When asked the question, If your SOC has too many alerts for the analysts to process, what do you do? 38% said they turn off high-volume alerts and the same percentage said that they hire more analysts. However, the problem that arises with the need to hire more analysts, is that more than three quarters of respondents reported an analyst turnover rate of more than 10% with at least half reporting a 10-25% rate. This turnover rate is directly impacted by the overwhelming number of cybersecurity alerts, but it raises the question, what do you do if you need to hire more analysts to handle the endless number of alerts, but the cybersecurity alerts themselves are contributing to a high SOC analyst turnover rate. It seems a situation has been created where there are never enough SOC analysts to meet the demand. 

To make matters worse, more than 50% of respondents reported that they have experienced a security breach in the past year! Thankfully, you can eliminate alert fatigue and manage alerts effectively with these 6 simple steps.

A woman looks overwhelmed over cybersecurity alerts on her laptop.

The Solution To Being Overwhelmed By Cybersecurity Alerts

1. Prioritize Detection and Alerting

According to Shankar’s research, step 1 is that business and security goals and the available resources that you have at your disposal to use to achieve them must prioritize threat detection and alerting. Defining what your goals are is a great way to start. Use knowledge of your available resources to better plan how you are going to respond to alerts and how many you will be able to manage per day. 

2. Map Required Data

Step 2 is to map your goals and what you are trying to achieve to the data that you are already capturing. Then you can see if you are collecting all of the required data to adequately monitor and meet your security requirements. Identify the gaps in your data by completing a gap analysis to see what information you are not collecting that needs to be collected, and then set up your telemetry architecture to collect the data that is needed.

3. Define Metrics Based Cybersecurity Alerts

Step 3 is to define metrics based alerts. What type of alerts are you going to monitor? Look for metric-based alerts that often search for variations in events. Metric based alerts are more efficient than other types of alerts, so Shankar recommends this to those of you who are at this step. You should augment your alerts with machine learning.

Definitely avoid cookie cutter detection. The cookie cutter approach is more of a one size fits all organizations approach that most definitely will not be the best approach for YOUR organization. Each organization has its own unique setup, and you need to have your own setup that is derived from your own security goals.  Also, optimize event-based detection but keep these to a minimum so that your analysts do not end up getting overwhelmed by the alerts.

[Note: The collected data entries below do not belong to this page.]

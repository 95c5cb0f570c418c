use serde::{Deserialize, Serialize};
use sha2::{Digest, Sha256};
use std::fmt::Write as _;

/// Largest slice of a diff included in a prompt.
const MAX_DIFF_CHARS: usize = 8_000;
const MAX_BODY_CHARS: usize = 2_000;

pub const DEFAULT_SYSTEM_PROMPT: &str = "You review GitHub pull requests and classify the work they contain. \
Reply with a single JSON object and nothing else, using these keys: \
\"work_type\" (one of feature, bugfix, refactor, docs, test, chore, other), \
\"complexity_score\", \"risk_score\", \"clarity_score\" (integers from 1 to 10), \
and \"summary\" (one sentence).";

/// A pull request as exported from GitHub.
#[derive(Debug, Clone, PartialEq, Serialize, Deserialize)]
pub struct PullRequestRecord {
    pub repo: String,
    pub number: u64,
    pub title: String,
    #[serde(default)]
    pub body: Option<String>,
    #[serde(default)]
    pub author: Option<String>,
    #[serde(default)]
    pub additions: u64,
    #[serde(default)]
    pub deletions: u64,
    #[serde(default)]
    pub files_changed: Vec<String>,
    #[serde(default)]
    pub diff: String,
}

impl PullRequestRecord {
    pub fn item_id(&self) -> String {
        format!("{}#{}", self.repo, self.number)
    }
}

/// One unit of classification work. The coordinator never mutates it.
#[derive(Debug, Clone, PartialEq, Eq, Serialize, Deserialize)]
pub struct WorkItem {
    pub id: String,
    pub payload: String,
    pub fingerprint: String,
}

impl WorkItem {
    pub fn new(id: impl Into<String>, payload: impl Into<String>, fingerprint: impl Into<String>) -> Self {
        Self {
            id: id.into(),
            payload: payload.into(),
            fingerprint: fingerprint.into(),
        }
    }

    pub fn from_pull_request(pr: &PullRequestRecord) -> Self {
        let id = pr.item_id();
        let fingerprint = fingerprint(&pr.title, pr.diff.len(), &id);
        Self {
            id,
            payload: build_prompt(pr),
            fingerprint,
        }
    }
}

/// Hex SHA-256 of `title|diff_len|id`.
pub fn fingerprint(title: &str, diff_len: usize, id: &str) -> String {
    let digest = Sha256::digest(format!("{title}|{diff_len}|{id}").as_bytes());
    hex::encode(digest)
}

fn truncate_chars(text: &str, max: usize) -> (&str, bool) {
    match text.char_indices().nth(max) {
        Some((idx, _)) => (&text[..idx], true),
        None => (text, false),
    }
}

pub fn build_prompt(pr: &PullRequestRecord) -> String {
    let mut prompt = String::with_capacity(512 + pr.diff.len().min(MAX_DIFF_CHARS));
    let _ = writeln!(prompt, "Repository: {}", pr.repo);
    let _ = writeln!(prompt, "Pull request #{}: {}", pr.number, pr.title.trim());
    if let Some(author) = pr.author.as_deref() {
        let _ = writeln!(prompt, "Author: {author}");
    }
    let _ = writeln!(
        prompt,
        "Size: +{} -{} across {} files",
        pr.additions,
        pr.deletions,
        pr.files_changed.len()
    );
    if !pr.files_changed.is_empty() {
        let _ = writeln!(prompt, "Files: {}", pr.files_changed.join(", "));
    }
    if let Some(body) = pr.body.as_deref().map(str::trim).filter(|b| !b.is_empty()) {
        let (body, _) = truncate_chars(body, MAX_BODY_CHARS);
        let _ = writeln!(prompt, "\nDescription:\n{body}");
    }
    if !pr.diff.is_empty() {
        let (diff, truncated) = truncate_chars(&pr.diff, MAX_DIFF_CHARS);
        let _ = writeln!(prompt, "\nDiff:\n{diff}");
        if truncated {
            let _ = writeln!(prompt, "[diff truncated]");
        }
    }
    prompt
}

4. Automate Enrichment and Post-Alert Standard Analysis

Once you have set up these rules, the next step is to see how you can automate some of the additional data that your analysts need for their analysis. Can you automate the enrichment of the alert data so that your analysts don’t have to go and manually look for additional data to provide more context to the alerts? Also, 70-80% of the analysis that an analyst goes through as part of the investigation of an alert is very standard. So ask yourself, is it possible to automate it?

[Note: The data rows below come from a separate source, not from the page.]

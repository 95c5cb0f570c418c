//! Per-step checkpoint files indexed by `manifest.json`.
//!
//! The manifest is the only source of truth for which checkpoints exist and
//! in what order; the directory is never scanned.

use crate::error::CheckpointError;
use chrono::{DateTime, Utc};
use serde::de::DeserializeOwned;
use serde::{Deserialize, Serialize};
use std::collections::BTreeMap;
use std::fs;
use std::io;
use std::path::{Path, PathBuf};
use std::sync::atomic::{AtomicU64, Ordering};
use std::sync::{Mutex, MutexGuard, PoisonError};

pub const MANIFEST_FILE: &str = "manifest.json";
const MANIFEST_VERSION: u32 = 1;

#[derive(Debug, Clone, Serialize, Deserialize)]
pub struct Checkpoint<T> {
    pub step: String,
    pub timestamp: DateTime<Utc>,
    pub results_count: usize,
    pub results: Vec<T>,
}

#[derive(Debug, Clone, PartialEq, Eq, Serialize, Deserialize)]
pub struct CheckpointRecord {
    /// File name relative to the checkpoint directory.
    pub file: String,
    pub timestamp: DateTime<Utc>,
    pub results_count: usize,
}

#[derive(Debug, Clone, Serialize, Deserialize)]
pub struct CheckpointManifest {
    pub version: u32,
    /// Step name to checkpoint history, oldest first.
    #[serde(default)]
    pub steps: BTreeMap<String, Vec<CheckpointRecord>>,
}

impl Default for CheckpointManifest {
    fn default() -> Self {
        Self {
            version: MANIFEST_VERSION,
            steps: BTreeMap::new(),
        }
    }
}

/// A checkpoint together with its manifest entry.
#[derive(Debug, Clone)]
pub struct StoredCheckpoint<T> {
    pub record: CheckpointRecord,
    pub checkpoint: Checkpoint<T>,
}

pub struct CheckpointStore {
    dir: PathBuf,
    /// Serializes manifest read-modify-write cycles within this process.
    manifest_lock: Mutex<()>,
    seq: AtomicU64,
}

fn io_error(path: &Path) -> impl FnOnce(io::Error) -> CheckpointError + '_ {
    move |source| CheckpointError::Io {
        path: path.display().to_string(),
        source,
    }
}

fn write_atomic(path: &Path, content: &[u8]) -> Result<(), CheckpointError> {
    if let Some(parent) = path.parent() {
        fs::create_dir_all(parent).map_err(io_error(parent))?;
    }

    let temp_path = path.with_extension("json.tmp");
    fs::write(&temp_path, content).map_err(io_error(&temp_path))?;

    if let Err(rename_error) = fs::rename(&temp_path, path) {
        let _ = fs::remove_file(&temp_path);
        return Err(io_error(path)(rename_error));
    }
    Ok(())
}

/// Keeps `[A-Za-z0-9_-]` and replaces everything else with `_`.
fn sanitize_step(step: &str) -> Result<String, CheckpointError> {
    let trimmed = step.trim();
    if trimmed.is_empty() {
        return Err(CheckpointError::InvalidStep(step.to_string()));
    }
    Ok(trimmed
        .chars()
        .map(|c| {
            if c.is_ascii_alphanumeric() || c == '-' || c == '_' {
                c
            } else {
                '_'
            }
        })
        .collect())
}

impl CheckpointStore {
    pub fn new(dir: impl Into<PathBuf>) -> Self {
        Self {
            dir: dir.into(),
            manifest_lock: Mutex::new(()),
            seq: AtomicU64::new(0),
        }
    }

    pub fn dir(&self) -> &Path {
        &self.dir
    }

    fn manifest_path(&self) -> PathBuf {
        self.dir.join(MANIFEST_FILE)
    }

    fn lock(&self) -> MutexGuard<'_, ()> {
        self.manifest_lock
            .lock()
            .unwrap_or_else(PoisonError::into_inner)
    }

    /// Reads the manifest; a missing manifest is an empty one.
    pub fn manifest(&self) -> Result<CheckpointManifest, CheckpointError> {
        let path = self.manifest_path();
        let bytes = match fs::read(&path) {
            Ok(bytes) => bytes,
            Err(err) if err.kind() == io::ErrorKind::NotFound => {
                return Ok(CheckpointManifest::default());
            }
            Err(err) => return Err(io_error(&path)(err)),
        };
        serde_json::from_slice(&bytes).map_err(|err| CheckpointError::Malformed {
            path: path.display().to_string(),
            message: err.to_string(),
        })
    }

    fn write_manifest(&self, manifest: &CheckpointManifest) -> Result<(), CheckpointError> {
        let path = self.manifest_path();
        let json = serde_json::to_vec_pretty(manifest).map_err(|err| CheckpointError::Malformed {
            path: path.display().to_string(),
            message: err.to_string(),
        })?;
        write_atomic(&path, &json)
    }

    fn next_file_name(&self, step: &str, timestamp: DateTime<Utc>) -> String {
        loop {
            let seq = self.seq.fetch_add(1, Ordering::Relaxed);
            let name = format!(
                "{step}_{}_{seq:04}.json",
                timestamp.format("%Y%m%dT%H%M%S%.3fZ")
            );
            if !self.dir.join(&name).exists() {
                return name;
            }
        }
    }

    /// Writes a checkpoint of `results` for `step` and appends it to the manifest.
    pub fn save<T: Serialize>(
        &self,
        step: &str,
        results: &[T],
    ) -> Result<CheckpointRecord, CheckpointError> {
        let sanitized = sanitize_step(step)?;
        let timestamp = Utc::now();

        let checkpoint = Checkpoint {
            step: step.to_string(),
            timestamp,
            results_count: results.len(),
            results: results.iter().collect::<Vec<&T>>(),
        };

        let _guard = self.lock();
        let file = self.next_file_name(&sanitized, timestamp);
        let path = self.dir.join(&file);
        let json = serde_json::to_vec_pretty(&checkpoint).map_err(|err| CheckpointError::Malformed {
            path: path.display().to_string(),
            message: err.to_string(),
        })?;
        write_atomic(&path, &json)?;

        let record = CheckpointRecord {
            file,
            timestamp,
            results_count: results.len(),
        };
        let mut manifest = self.manifest()?;
        manifest
            .steps
            .entry(step.to_string())
            .or_default()
            .push(record.clone());
        self.write_manifest(&manifest)?;

        tracing::info!(
            step,
            file = record.file.as_str(),
            results = record.results_count,
            "checkpoint saved"
        );
        Ok(record)
    }

    /// Newest readable checkpoint for `step`. Entries whose file has gone
    /// missing are skipped with a warning.
    pub fn load_latest<T: DeserializeOwned>(
        &self,
        step: &str,
    ) -> Result<Option<StoredCheckpoint<T>>, CheckpointError> {
        sanitize_step(step)?;
        let manifest = self.manifest()?;
        let Some(history) = manifest.steps.get(step) else {
            return Ok(None);
        };

        for record in history.iter().rev() {
            let path = self.dir.join(&record.file);
            let bytes = match fs::read(&path) {
                Ok(bytes) => bytes,
                Err(err) if err.kind() == io::ErrorKind::NotFound => {
                    tracing::warn!(
                        step,
                        file = record.file.as_str(),
                        "checkpoint listed in manifest is missing; skipping"
                    );
                    continue;
                }
                Err(err) => return Err(io_error(&path)(err)),
            };
            let checkpoint: Checkpoint<T> =
                serde_json::from_slice(&bytes).map_err(|err| CheckpointError::Malformed {
                    path: path.display().to_string(),
                    message: err.to_string(),
                })?;
            return Ok(Some(StoredCheckpoint {
                record: record.clone(),
                checkpoint,
            }));
        }
        Ok(None)
    }

    /// Manifest entries for `step`, oldest first.
    pub fn history(&self, step: &str) -> Result<Vec<CheckpointRecord>, CheckpointError> {
        Ok(self.manifest()?.steps.remove(step).unwrap_or_default())
    }

    /// Deletes all but the `keep` most recent checkpoints of `step`.
    /// Returns how many were removed.
    pub fn prune(&self, step: &str, keep: usize) -> Result<usize, CheckpointError> {
        let _guard = self.lock();
        let mut manifest = self.manifest()?;
        let removed = self.prune_locked(&mut manifest, step, keep);
        if removed > 0 {
            self.write_manifest(&manifest)?;
        }
        Ok(removed)
    }

    pub fn prune_all(&self, keep: usize) -> Result<usize, CheckpointError> {
        let _guard = self.lock();
        let mut manifest = self.manifest()?;
        let steps: Vec<String> = manifest.steps.keys().cloned().collect();
        let removed: usize = steps
            .iter()
            .map(|step| self.prune_locked(&mut manifest, step, keep))
            .sum();
        if removed > 0 {
            self.write_manifest(&manifest)?;
        }
        Ok(removed)
    }

    fn prune_locked(&self, manifest: &mut CheckpointManifest, step: &str, keep: usize) -> usize {
        let Some(history) = manifest.steps.get_mut(step) else {
            return 0;
        };
        if history.len() <= keep {
            return 0;
        }
        let excess = history.len() - keep;
        let removed: Vec<CheckpointRecord> = history.drain(..excess).collect();
        if history.is_empty() {
            manifest.steps.remove(step);
        }

        for record in &removed {
            let path = self.dir.join(&record.file);
            if let Err(err) = fs::remove_file(&path)
                && err.kind() != io::ErrorKind::NotFound
            {
                tracing::warn!(
                    step,
                    file = record.file.as_str(),
                    error = %err,
                    "failed to delete pruned checkpoint"
                );
            }
        }
        tracing::info!(step, removed = removed.len(), kept = keep, "checkpoints pruned");
        removed.len()
    }
}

5. Setup a Universal Work Bench

  • Use a setup similar to what Kanban or Trello uses where you have a queue and the alerts that need to be investigated are moved from one stage to the next. This will help you keep everything organized. This can help you arrange the alerts in order of importance so that your analysts know which alerts to address first.
  • Add enriched data to these alerts, so automate the enrichment process to make sure it is readily available for your analysts through the work bench.
  • Provide more intelligence to the alerts (adding data or whatever else is needed to provide context). This will help you provide a narrative for the alerts and this will help you use immersion learning to come up with recommendations that your security analysts can investigate.

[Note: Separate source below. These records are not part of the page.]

use std::sync::Arc;
use std::time::Duration;

use tempfile::TempDir;

use prlens::batch::{BatchOptions, FailureReason, ItemResult};
use prlens::error::ServiceError;
use prlens::pipeline::Pipeline;

use super::pipeline_harness::{MockClassifier, test_config, work_items};

#[tokio::test]
async fn middle_failure_keeps_submission_order() {
    let tmp = TempDir::new().unwrap();
    let config = test_config(tmp.path());
    let classifier = Arc::new(
        MockClassifier::new()
            .fail_when("Change 2", ServiceError::Transient("upstream 503".into()))
            .with_delay(Duration::from_millis(5)),
    );
    let pipeline = Pipeline::from_config(&config, classifier.clone());

    let outcome = pipeline
        .coordinator
        .process_batch("prs", &work_items(3), BatchOptions::default())
        .await
        .unwrap();

    assert_eq!(outcome.results.len(), 3);
    assert!(matches!(&outcome.results[0], ItemResult::Success { item_id, .. } if item_id == "acme/api#1"));
    assert!(matches!(
        &outcome.results[1],
        ItemResult::Error(err) if err.item_id == "acme/api#2" && err.reason == FailureReason::Transient
    ));
    assert!(matches!(&outcome.results[2], ItemResult::Success { item_id, .. } if item_id == "acme/api#3"));
    assert_eq!(classifier.calls(), 3);

    let limiter = pipeline.registry.limiter("classifier");
    assert_eq!(limiter.stats().service, "classifier");
}

#[tokio::test]
async fn results_follow_input_order_when_tasks_finish_out_of_order() {
    let tmp = TempDir::new().unwrap();
    let mut config = test_config(tmp.path());
    config.batch.max_concurrency = 3;
    let classifier = Arc::new(
        MockClassifier::new()
            .delay_when("Change 1", Duration::from_millis(150))
            .delay_when("Change 2", Duration::from_millis(50))
            .fail_when("Change 2", ServiceError::Transient("upstream 503".into())),
    );
    let pipeline = Pipeline::from_config(&config, classifier.clone());

    let outcome = pipeline
        .coordinator
        .process_batch("prs", &work_items(3), BatchOptions::default())
        .await
        .unwrap();

    let order: Vec<(&str, bool)> = outcome
        .results
        .iter()
        .map(|r| (r.item_id(), r.is_success()))
        .collect();
    assert_eq!(
        order,
        [("acme/api#1", true), ("acme/api#2", false), ("acme/api#3", true)]
    );
    assert_eq!(classifier.calls(), 3);
}

#[tokio::test]
async fn repeated_failures_open_the_circuit_for_later_items() {
    let tmp = TempDir::new().unwrap();
    let mut config = test_config(tmp.path());
    config.circuit_breaker.failure_threshold = 2;
    config.batch.max_concurrency = 1;
    let classifier = Arc::new(
        MockClassifier::new().fail_when("Change", ServiceError::Transient("down".into())),
    );
    let pipeline = Pipeline::from_config(&config, classifier.clone());

    let outcome = pipeline
        .coordinator
        .process_batch("prs", &work_items(5), BatchOptions::default())
        .await
        .unwrap();

    let reasons: Vec<FailureReason> = outcome
        .results
        .iter()
        .map(|r| match r {
            ItemResult::Error(err) => err.reason,
            ItemResult::Success { .. } => panic!("no item should succeed"),
        })
        .collect();
    assert_eq!(
        reasons,
        [
            FailureReason::Transient,
            FailureReason::Transient,
            FailureReason::CircuitOpen,
            FailureReason::CircuitOpen,
            FailureReason::CircuitOpen,
        ]
    );
    assert_eq!(classifier.calls(), 2);

    let health = pipeline.health();
    assert_eq!(health.status, "degraded");
}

These first five steps are not intended to be a one time initiative but rather a repetitive process where each step can be perfected over a long period. 

6. Measure and Refine

  • Continuous improvement – measure the effectiveness of your alert system. How many alerts are flowing into the system, how much time is it taking for your analysts to investigate each of the alerts, and what is the false-positive rate vs. the true-positive rate.
  • Iterative approach- Think of a sprint-based approach? What changes can you make to improve your results in the next sprint iteration? Add more data or change your alert algorithms for different results and be more precise.

By making regular changes to improve your results, you can reduce the operations costs of your organization and provide more security coverage, reducing the overall likelihood of a major cybersecurity breach.

If you are looking for alerting and reporting for ELK SIEM or Grafana that is easy to use check out Skedler. Interested in other episodes of the Infralytics Show? Check out our blog for the Infralytics Show videos and articles in addition to other informative articles that may be relevant to your business!

Episode 5 – Elasticsearch Data Leaks: Top 5 Prevention Steps

For this week’s episode, Shankar discussed Elasticsearch data leaks with Simone Scarduzio, Project Lead at ReadOnlyREST, a security plugin for Elasticsearch and Kibana. Before we jump into the interview on how you can prevent an Elasticsearch data leak, here is some context on why this topic is especially relevant today.

[video_embed video=”N5F79BHgTiI” parameters=”” mp4=”” ogv=”” placeholder=”” width=”700″ height=”400″]

Recent Elasticsearch Data Leaks

There were three instances of massive data leaks involving Elasticsearch databases just in the week prior to our interview with Simone. 

  1. An Elasticsearch database containing the records of 2.5 million customers of Yves Rocher, a cosmetics company, was found unsecured. 
  2. A database containing the personal data of the entire population of Ecuador (16.6 million people) was found unsecured. 
  3. An Elasticsearch database containing personally identifiable information linked to 198 million car buyer records was found unsecured.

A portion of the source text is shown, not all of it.